MATERIAL FOR THIS TASK:
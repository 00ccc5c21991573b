//! Shared helpers for API integration tests.
//!
//! Tests drive the real router (full middleware stack, same construction
//! as `main.rs`) via `tower::ServiceExt::oneshot`, without a TCP listener.

#![allow(dead_code)]

use std::sync::Arc;

use axum::body::Body;
use axum::http::header::{AUTHORIZATION, CONTENT_TYPE};
use axum::http::Request;
use axum::response::Response;
use axum::Router;
use http_body_util::BodyExt;
use tower::ServiceExt;
use uuid::Uuid;

use govnav_api::auth::jwt::{generate_access_token, JwtConfig};
use govnav_api::config::ServerConfig;
use govnav_api::middleware::rate_limit::{RateLimitConfig, RateLimiter};
use govnav_api::router::build_app_router;
use govnav_api::state::AppState;
use govnav_api::store::SystemStore;
use govnav_core::types::EntityId;

/// Build a test `ServerConfig` with safe defaults.
///
/// The rate limit is set high enough that ordinary tests never trip it;
/// rate-limit tests pass their own config.
pub fn test_config() -> ServerConfig {
    ServerConfig {
        host: "127.0.0.1".to_string(),
        port: 0,
        cors_origins: vec!["http://localhost:5173".to_string()],
        request_timeout_secs: 30,
        rate_limit: RateLimitConfig {
            max_requests: 1000,
            window_secs: 60,
        },
        jwt: JwtConfig {
            secret: "test-secret-that-is-long-enough-for-hmac".to_string(),
            access_token_expiry_mins: 15,
        },
    }
}

/// Build the full application router with all middleware layers.
pub fn build_test_app() -> Router {
    build_test_app_with_config(test_config())
}

/// Build the app with a custom config (e.g. a tiny rate-limit window).
///
/// State lives inside the router; clone the returned `Router` to send
/// several requests against the same store and rate-limit counters.
pub fn build_test_app_with_config(config: ServerConfig) -> Router {
    let state = AppState {
        config: Arc::new(config.clone()),
        systems: Arc::new(SystemStore::new()),
        rate_limiter: Arc::new(RateLimiter::new()),
    };
    build_app_router(state, &config)
}

/// A user identity plus a signed access token for it.
pub struct TestUser {
    pub id: EntityId,
    pub tenant_id: EntityId,
    pub token: String,
}

/// Mint a user in `tenant_id` with the given roles and a valid token.
pub fn test_user(config: &ServerConfig, tenant_id: EntityId, roles: &[&str]) -> TestUser {
    let id = Uuid::new_v4();
    let token = generate_access_token(id, "user@test.com", tenant_id, roles, &config.jwt)
        .expect("token generation should succeed");
    TestUser {
        id,
        tenant_id,
        token,
    }
}

// ---------------------------------------------------------------------------
// Request helpers
// ---------------------------------------------------------------------------

pub async fn get(app: Router, uri: &str) -> Response {
    let request = Request::builder()
        .uri(uri)
        .body(Body::empty())
        .expect("request should build");
    app.oneshot(request).await.expect("request should succeed")
}

pub async fn get_auth(app: Router, uri: &str, token: &str) -> Response {
    let request = Request::builder()
        .uri(uri)
        .header(AUTHORIZATION, format!("Bearer {token}"))
        .body(Body::empty())
        .expect("request should build");
    app.oneshot(request).await.expect("request should succeed")
}

pub async fn post_json_auth(
    app: Router,
    uri: &str,
    token: &str,
    body: serde_json::Value,
) -> Response {
    let request = Request::builder()
        .method("POST")
        .uri(uri)
        .header(AUTHORIZATION, format!("Bearer {token}"))
        .header(CONTENT_TYPE, "application/json")
        .body(Body::from(body.to_string()))
        .expect("request should build");
    app.oneshot(request).await.expect("request should succeed")
}

pub async fn post_json(app: Router, uri: &str, body: serde_json::Value) -> Response {
    let request = Request::builder()
        .method("POST")
        .uri(uri)
        .header(CONTENT_TYPE, "application/json")
        .body(Body::from(body.to_string()))
        .expect("request should build");
    app.oneshot(request).await.expect("request should succeed")
}

/// POST with an empty body (decision endpoints take no payload).
pub async fn post_auth(app: Router, uri: &str, token: &str) -> Response {
    let request = Request::builder()
        .method("POST")
        .uri(uri)
        .header(AUTHORIZATION, format!("Bearer {token}"))
        .body(Body::empty())
        .expect("request should build");
    app.oneshot(request).await.expect("request should succeed")
}

/// Collect a response body into JSON.
pub async fn body_json(response: Response) -> serde_json::Value {
    let bytes = response
        .into_body()
        .collect()
        .await
        .expect("body should collect")
        .to_bytes();
    serde_json::from_slice(&bytes).expect("body should be valid JSON")
}
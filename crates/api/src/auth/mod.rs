//! Access-token handling.
//!
//! Tokens are normally minted by the external identity provider; this
//! module validates them and can generate equivalent tokens for local
//! tooling and tests.

pub mod jwt;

WORK ITEM:
Return all of the entries word for word.

ANSWER FOR THE TASK:
repository 00ccc5c21991573b
//! Shared helpers for API integration tests.
//!
//! Tests drive the real router (full middleware stack, same construction
//! as `main.rs`) via `tower::ServiceExt::oneshot`, without a TCP listener.

#![allow(dead_code)]

use std::sync::Arc;

use axum::body::Body;
use axum::http::header::{AUTHORIZATION, CONTENT_TYPE};
use axum::http::Request;
use axum::response::Response;
use axum::Router;
use http_body_util::BodyExt;
use tower::ServiceExt;
use uuid::Uuid;

use govnav_api::auth::jwt::{generate_access_token, JwtConfig};
use govnav_api::config::ServerConfig;
use govnav_api::middleware::rate_limit::{RateLimitConfig, RateLimiter};
use govnav_api::router::build_app_router;
use govnav_api::state::AppState;
use govnav_api::store::SystemStore;
use govnav_core::types::EntityId;

/// Build a test `ServerConfig` with safe defaults.
///
/// The rate limit is set high enough that ordinary tests never trip it;
/// rate-limit tests pass their own config.
pub fn test_config() -> ServerConfig {
    ServerConfig {
        host: "127.0.0.1".to_string(),
        port: 0,
        cors_origins: vec!["http://localhost:5173".to_string()],
        request_timeout_secs: 30,
        rate_limit: RateLimitConfig {
            max_requests: 1000,
            window_secs: 60,
        },
        jwt: JwtConfig {
            secret: "test-secret-that-is-long-enough-for-hmac".to_string(),
            access_token_expiry_mins: 15,
        },
    }
}

/// Build the full application router with all middleware layers.
pub fn build_test_app() -> Router {
    build_test_app_with_config(test_config())
}

/// Build the app with a custom config (e.g. a tiny rate-limit window).
///
/// State lives inside the router; clone the returned `Router` to send
/// several requests against the same store and rate-limit counters.
pub fn build_test_app_with_config(config: ServerConfig) -> Router {
    let state = AppState {
        config: Arc::new(config.clone()),
        systems: Arc::new(SystemStore::new()),
        rate_limiter: Arc::new(RateLimiter::new()),
    };
    build_app_router(state, &config)
}

/// A user identity plus a signed access token for it.
pub struct TestUser {
    pub id: EntityId,
    pub tenant_id: EntityId,
    pub token: String,
}

/// Mint a user in `tenant_id` with the given roles and a valid token.
pub fn test_user(config: &ServerConfig, tenant_id: EntityId, roles: &[&str]) -> TestUser {
    let id = Uuid::new_v4();
    let token = generate_access_token(id, "user@test.com", tenant_id, roles, &config.jwt)
        .expect("token generation should succeed");
    TestUser {
        id,
        tenant_id,
        token,
    }
}

// ---------------------------------------------------------------------------
// Request helpers
// ---------------------------------------------------------------------------

pub async fn get(app: Router, uri: &str) -> Response {
    let request = Request::builder()
        .uri(uri)
        .body(Body::empty())
        .expect("request should build");
    app.oneshot(request).await.expect("request should succeed")
}

pub async fn get_auth(app: Router, uri: &str, token: &str) -> Response {
    let request = Request::builder()
        .uri(uri)
        .header(AUTHORIZATION, format!("Bearer {token}"))
        .body(Body::empty())
        .expect("request should build");
    app.oneshot(request).await.expect("request should succeed")
}

pub async fn post_json_auth(
    app: Router,
    uri: &str,
    token: &str,
    body: serde_json::Value,
) -> Response {
    let request = Request::builder()
        .method("POST")
        .uri(uri)
        .header(AUTHORIZATION, format!("Bearer {token}"))
        .header(CONTENT_TYPE, "application/json")
        .body(Body::from(body.to_string()))
        .expect("request should build");
    app.oneshot(request).await.expect("request should succeed")
}

pub async fn post_json(app: Router, uri: &str, body: serde_json::Value) -> Response {
    let request = Request::builder()
        .method("POST")
        .uri(uri)
        .header(CONTENT_TYPE, "application/json")
        .body(Body::from(body.to_string()))
        .expect("request should build");
    app.oneshot(request).await.expect("request should succeed")
}

/// POST with an empty body (decision endpoints take no payload).
pub async fn post_auth(app: Router, uri: &str, token: &str) -> Response {
    let request = Request::builder()
        .method("POST")
        .uri(uri)
        .header(AUTHORIZATION, format!("Bearer {token}"))
        .body(Body::empty())
        .expect("request should build");
    app.oneshot(request).await.expect("request should succeed")
}

/// Collect a response body into JSON.
pub async fn body_json(response: Response) -> serde_json::Value {
    let bytes = response
        .into_body()
        .collect()
        .await
        .expect("body should collect")
        .to_bytes();
    serde_json::from_slice(&bytes).expect("body should be valid JSON")
}
filename crates/api/src/auth/mod.rs
//! Access-token handling.
//!
//! Tokens are normally minted by the external identity provider; this
//! module validates them and can generate equivalent tokens for local
//! tooling and tests.

pub mod jwt;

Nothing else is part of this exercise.